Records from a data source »
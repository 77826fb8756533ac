//! Commit journal of the memory engine.
//!
//! One frame per table creation or committed native transaction, plus
//! snapshot frames written by compaction. Replaying the frames in order
//! rebuilds the tables; a torn tail left by a crash is cut off on open.

use super::backend::{ByteStore, FileStore};
use super::frame::FrameFormat;
use crate::codec::{decode, encode};
use crate::error::{CoreError, CoreResult};
use serde::{Deserialize, Serialize};
use std::collections::BTreeMap;
use std::fs;
use std::path::{Path, PathBuf};
use tracing::{debug, warn};

pub(crate) const JOURNAL_FORMAT: FrameFormat = FrameFormat::new(*b"OODJ", 1);

/// Tables as rebuilt from the journal.
pub(crate) type Tables = BTreeMap<String, BTreeMap<Vec<u8>, Vec<u8>>>;

#[derive(Debug, Clone, Copy, PartialEq, Eq)]
#[repr(u8)]
enum RecordKind {
    CreateTable = 1,
    Commit = 2,
    Snapshot = 3,
}

impl RecordKind {
    fn from_byte(b: u8) -> Option<Self> {
        match b {
            1 => Some(Self::CreateTable),
            2 => Some(Self::Commit),
            3 => Some(Self::Snapshot),
            _ => None,
        }
    }
}

/// One row change of a committed native transaction.
#[derive(Debug, Clone, PartialEq, Eq, Serialize, Deserialize)]
pub(crate) struct RowChange {
    pub table: String,
    pub key: Vec<u8>,
    pub row: Option<Vec<u8>>,
}

pub(crate) struct Journal {
    path: PathBuf,
    store: FileStore,
    sync_on_commit: bool,
}

impl Journal {
    /// Opens the journal and replays it.
    pub(crate) fn open(path: &Path, sync_on_commit: bool) -> CoreResult<(Self, Tables)> {
        let mut store = FileStore::open(path)?;
        let mut tables = Tables::new();
        let mut frames = 0usize;

        let valid_len = {
            let mut iter = JOURNAL_FORMAT.frames(&store)?;
            for frame in iter.by_ref() {
                let frame = frame?;
                frames += 1;
                match RecordKind::from_byte(frame.kind) {
                    Some(RecordKind::CreateTable) => {
                        let name: String = decode(&frame.payload)?;
                        tables.entry(name).or_default();
                    }
                    Some(RecordKind::Commit) => {
                        let changes: Vec<RowChange> = decode(&frame.payload)?;
                        apply_changes(&mut tables, changes);
                    }
                    Some(RecordKind::Snapshot) => {
                        let snapshot: Vec<(String, Vec<(Vec<u8>, Vec<u8>)>)> =
                            decode(&frame.payload)?;
                        tables = snapshot
                            .into_iter()
                            .map(|(name, rows)| (name, rows.into_iter().collect()))
                            .collect();
                    }
                    None => {
                        return Err(CoreError::corruption(
                            frame.offset,
                            format!("unknown journal record kind {}", frame.kind),
                        ))
                    }
                }
            }
            iter.valid_len()
        };

        let size = store.size()?;
        if valid_len < size {
            warn!(
                path = %path.display(),
                torn_bytes = size - valid_len,
                "truncating torn journal tail"
            );
            store.truncate(valid_len)?;
        }
        debug!(path = %path.display(), frames, tables = tables.len(), "journal replayed");

        Ok((
            Self {
                path: path.to_path_buf(),
                store,
                sync_on_commit,
            },
            tables,
        ))
    }

    pub(crate) fn append_create_table(&mut self, name: &str) -> CoreResult<()> {
        self.append(RecordKind::CreateTable, &encode(name)?)
    }

    pub(crate) fn append_commit(&mut self, changes: &[RowChange]) -> CoreResult<()> {
        self.append(RecordKind::Commit, &encode(changes)?)
    }

    fn append(&mut self, kind: RecordKind, payload: &[u8]) -> CoreResult<()> {
        JOURNAL_FORMAT.append(&mut self.store, kind as u8, payload)?;
        self.store.flush()?;
        if self.sync_on_commit {
            self.store.sync()?;
        }
        Ok(())
    }

    /// Current journal size in bytes.
    pub(crate) fn size(&self) -> CoreResult<u64> {
        self.store.size()
    }

    /// Replaces the journal by a single snapshot of `tables`.
    pub(crate) fn compact(&mut self, tables: &Tables) -> CoreResult<()> {
        let tmp_path = self.path.with_extension("compact");
        {
            let mut tmp = FileStore::open(&tmp_path)?;
            tmp.truncate(0)?;
            let snapshot: Vec<(&String, Vec<(&Vec<u8>, &Vec<u8>)>)> = tables
                .iter()
                .map(|(name, rows)| (name, rows.iter().collect()))
                .collect();
            JOURNAL_FORMAT.append(&mut tmp, RecordKind::Snapshot as u8, &encode(&snapshot)?)?;
            tmp.sync()?;
        }
        fs::rename(&tmp_path, &self.path)?;
        self.store = FileStore::open(&self.path)?;
        debug!(path = %self.path.display(), size = self.store.size()?, "journal compacted");
        Ok(())
    }
}

pub(crate) fn apply_changes(tables: &mut Tables, changes: Vec<RowChange>) {
    for change in changes {
        let table = tables.entry(change.table).or_default();
        match change.row {
            Some(row) => {
                table.insert(change.key, row);
            }
            None => {
                table.remove(&change.key);
            }
        }
    }
}
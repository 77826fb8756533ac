//! Canonical CBOR helpers shared by every serialized protocol type.

use crate::error::{ProtocolError, ProtocolResult};
use serde::de::DeserializeOwned;
use serde::Serialize;

/// Serializes a value to CBOR bytes.
pub fn to_cbor<T: Serialize + ?Sized>(value: &T) -> ProtocolResult<Vec<u8>> {
    let mut out = Vec::new();
    ciborium::into_writer(value, &mut out).map_err(|e| ProtocolError::Encode(e.to_string()))?;
    Ok(out)
}

/// Deserializes a value from CBOR bytes.
pub fn from_cbor<T: DeserializeOwned>(bytes: &[u8]) -> ProtocolResult<T> {
    ciborium::from_reader(bytes).map_err(|e| ProtocolError::Decode(e.to_string()))
}
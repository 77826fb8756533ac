//! Replication entry points used by the synchronizer.
//!
//! Received transactions are applied one native transaction each, with
//! per-row origin stamps deciding between applying, skipping a duplicate
//! and calling the collision policy. Export walks the log from a peer's
//! confirmed position, and confirmations move cursors and prune the log.

mod apply;
mod confirm;
mod export;
mod handshake;

pub use apply::ApplyOutcome;
pub use confirm::ValidationOutcome;

use crate::database::Database;
use crate::error::CoreResult;
use crate::hooks::PairingState;
use crate::types::now_utc_millis;
use ooddb_protocol::{AuthenticatedBody, HookId};
use tracing::{debug, info};

impl Database {
    /// Applies a verified peer-management message sent by `from`.
    ///
    /// # Errors
    ///
    /// `UnknownPeer` if `from` is not an active peer.
    pub fn apply_authenticated(&self, from: HookId, body: &AuthenticatedBody) -> CoreResult<()> {
        let shared = self.shared();
        match body {
            AuthenticatedBody::HookSynchronizeRequest {
                packages,
                replace_conflicts,
            } => {
                let outcome = self.with_write(|conn| {
                    shared.hooks.require_active(conn, from)?;
                    let outcome = shared.hooks.add_hooks(
                        conn,
                        &shared.log,
                        &shared.catalog,
                        packages,
                        None,
                        true,
                        now_utc_millis(),
                    )?;
                    let mut sender = shared.hooks.require_active(conn, from)?;
                    if sender.replace_conflicts_on_resynchronization != *replace_conflicts {
                        sender.replace_conflicts_on_resynchronization = *replace_conflicts;
                        shared.hooks.put(conn, &sender)?;
                    }
                    if sender.pairing_state == PairingState::P2PPairingInProgress {
                        shared
                            .hooks
                            .set_pairing_state(conn, from, PairingState::Paired)?;
                    }
                    Ok(outcome)
                })?;
                debug!(
                    %from,
                    registered = outcome.registered.len(),
                    seeds = outcome.seeds.len(),
                    "package support received"
                );
                for (_, _, seed) in &outcome.seeds {
                    shared.notify_logged(*seed);
                }
                Ok(())
            }
            AuthenticatedBody::HookRemoveRequest { removed } => {
                let removed = self.with_write(|conn| {
                    shared.hooks.require_active(conn, from)?;
                    let local = shared.hooks.require_local(conn)?;
                    let target = if *removed == local.id { from } else { *removed };
                    match shared.hooks.get(conn, target)? {
                        Some(hook) if hook.is_active_distant() => shared
                            .hooks
                            .remove_hook(conn, &shared.log, &shared.catalog, target)
                            .map(Some),
                        _ => Ok(None),
                    }
                })?;
                if let Some(hook) = removed {
                    info!(%from, hook = %hook.id, "hook removed on request");
                    shared.notify_hook_removed(&hook);
                }
                Ok(())
            }
        }
    }
}
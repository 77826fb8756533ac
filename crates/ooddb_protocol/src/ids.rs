//! Identifiers shared across peers.

use serde::{Deserialize, Serialize};
use std::fmt;
use uuid::Uuid;

/// Decentralized identifier of a peer (a "hook").
///
/// Generated locally without coordination; ordering is the byte order of
/// the underlying UUID and is stable across peers.
#[derive(Debug, Clone, Copy, PartialEq, Eq, Hash, PartialOrd, Ord, Serialize, Deserialize)]
#[serde(transparent)]
pub struct HookId(Uuid);

impl HookId {
    /// Generates a fresh random hook id.
    #[must_use]
    pub fn generate() -> Self {
        Self(Uuid::new_v4())
    }

    /// Creates a hook id from raw bytes.
    #[must_use]
    pub const fn from_bytes(bytes: [u8; 16]) -> Self {
        Self(Uuid::from_bytes(bytes))
    }

    /// Returns the raw bytes.
    #[must_use]
    pub fn as_bytes(&self) -> &[u8; 16] {
        self.0.as_bytes()
    }

    /// Parses the hyphenated textual form.
    pub fn parse(text: &str) -> Option<Self> {
        Uuid::parse_str(text).ok().map(Self)
    }
}

impl fmt::Display for HookId {
    fn fmt(&self, f: &mut fmt::Formatter<'_>) -> fmt::Result {
        write!(f, "{}", self.0)
    }
}

/// Identifier of a logged transaction, strictly increasing per database.
///
/// Zero means "nothing yet"; the first committed transaction gets 1.
#[derive(
    Debug, Clone, Copy, PartialEq, Eq, Hash, PartialOrd, Ord, Default, Serialize, Deserialize,
)]
#[serde(transparent)]
pub struct TransactionId(pub u64);

impl TransactionId {
    /// The id preceding every logged transaction.
    pub const ZERO: Self = Self(0);

    /// Creates a new transaction ID.
    #[must_use]
    pub const fn new(id: u64) -> Self {
        Self(id)
    }

    /// Returns the raw value.
    #[must_use]
    pub const fn as_u64(self) -> u64 {
        self.0
    }

    /// Returns the following id.
    #[must_use]
    pub const fn next(self) -> Self {
        Self(self.0 + 1)
    }

    /// Big-endian key form, which sorts numerically.
    #[must_use]
    pub fn to_key(self) -> [u8; 8] {
        self.0.to_be_bytes()
    }

    /// Parses the big-endian key form.
    #[must_use]
    pub fn from_key(key: &[u8]) -> Option<Self> {
        let bytes: [u8; 8] = key.get(..8)?.try_into().ok()?;
        Some(Self(u64::from_be_bytes(bytes)))
    }
}

impl fmt::Display for TransactionId {
    fn fmt(&self, f: &mut fmt::Formatter<'_>) -> fmt::Result {
        write!(f, "txn:{}", self.0)
    }
}

#[cfg(test)]
mod tests {
    use super::*;

    #[test]
    fn hook_ids_are_unique() {
        assert_ne!(HookId::generate(), HookId::generate());
    }

    #[test]
    fn hook_id_text_form_parses_back() {
        let id = HookId::generate();
        assert_eq!(HookId::parse(&id.to_string()), Some(id));
        assert_eq!(HookId::parse("not-a-hook"), None);
    }

    #[test]
    fn transaction_key_sorts_numerically() {
        let small = TransactionId::new(9).to_key();
        let large = TransactionId::new(256).to_key();
        assert!(small < large);
        assert_eq!(TransactionId::from_key(&large), Some(TransactionId::new(256)));
    }

    #[test]
    fn transaction_display() {
        assert_eq!(TransactionId::new(42).to_string(), "txn:42");
        assert_eq!(TransactionId::ZERO.next(), TransactionId::new(1));
    }
}
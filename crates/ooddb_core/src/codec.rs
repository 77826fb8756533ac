//! CBOR helpers mapping failures into [`CoreError::Codec`].

use crate::error::{CoreError, CoreResult};
use serde::de::DeserializeOwned;
use serde::Serialize;

/// Serializes a value to CBOR bytes.
pub(crate) fn encode<T: Serialize + ?Sized>(value: &T) -> CoreResult<Vec<u8>> {
    let mut out = Vec::new();
    ciborium::into_writer(value, &mut out).map_err(|e| CoreError::Codec(e.to_string()))?;
    Ok(out)
}

/// Deserializes a value from CBOR bytes.
pub(crate) fn decode<T: DeserializeOwned>(bytes: &[u8]) -> CoreResult<T> {
    ciborium::from_reader(bytes).map_err(|e| CoreError::Codec(e.to_string()))
}
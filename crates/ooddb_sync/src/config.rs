//! Configuration for peer synchronization.

use std::time::Duration;

/// Configuration for sync operations.
#[derive(Debug, Clone)]
pub struct SyncConfig {
    /// Upper bound on the events shipped to one peer in one batch.
    pub max_events_to_synchronize_at_the_same_time: usize,
    /// Age after which an unconfirmed transfer is considered lost.
    pub transfer_stale_timeout: Duration,
}

impl SyncConfig {
    /// Creates a configuration with default values.
    pub fn new() -> Self {
        Self {
            max_events_to_synchronize_at_the_same_time: 1_000,
            transfer_stale_timeout: Duration::from_secs(120),
        }
    }

    /// Sets the batch size.
    pub fn with_max_events(mut self, max: usize) -> Self {
        self.max_events_to_synchronize_at_the_same_time = max.max(1);
        self
    }

    /// Sets the stale transfer timeout.
    pub fn with_transfer_stale_timeout(mut self, timeout: Duration) -> Self {
        self.transfer_stale_timeout = timeout;
        self
    }
}

impl Default for SyncConfig {
    fn default() -> Self {
        Self::new()
    }
}

#[cfg(test)]
mod tests {
    use super::*;

    #[test]
    fn sync_config_builder() {
        let config = SyncConfig::new()
            .with_max_events(50)
            .with_transfer_stale_timeout(Duration::from_secs(5));
        assert_eq!(config.max_events_to_synchronize_at_the_same_time, 50);
        assert_eq!(config.transfer_stale_timeout, Duration::from_secs(5));
    }

    #[test]
    fn batch_size_is_never_zero() {
        let config = SyncConfig::default().with_max_events(0);
        assert_eq!(config.max_events_to_synchronize_at_the_same_time, 1);
    }
}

Goal of the exercise » For this exercise, copy every line of the data that holds "target".

Solution to the exercise »
                    let target = if *removed == local.id { from } else { *removed };
                    match shared.hooks.get(conn, target)? {
                            .remove_hook(conn, &shared.log, &shared.catalog, target)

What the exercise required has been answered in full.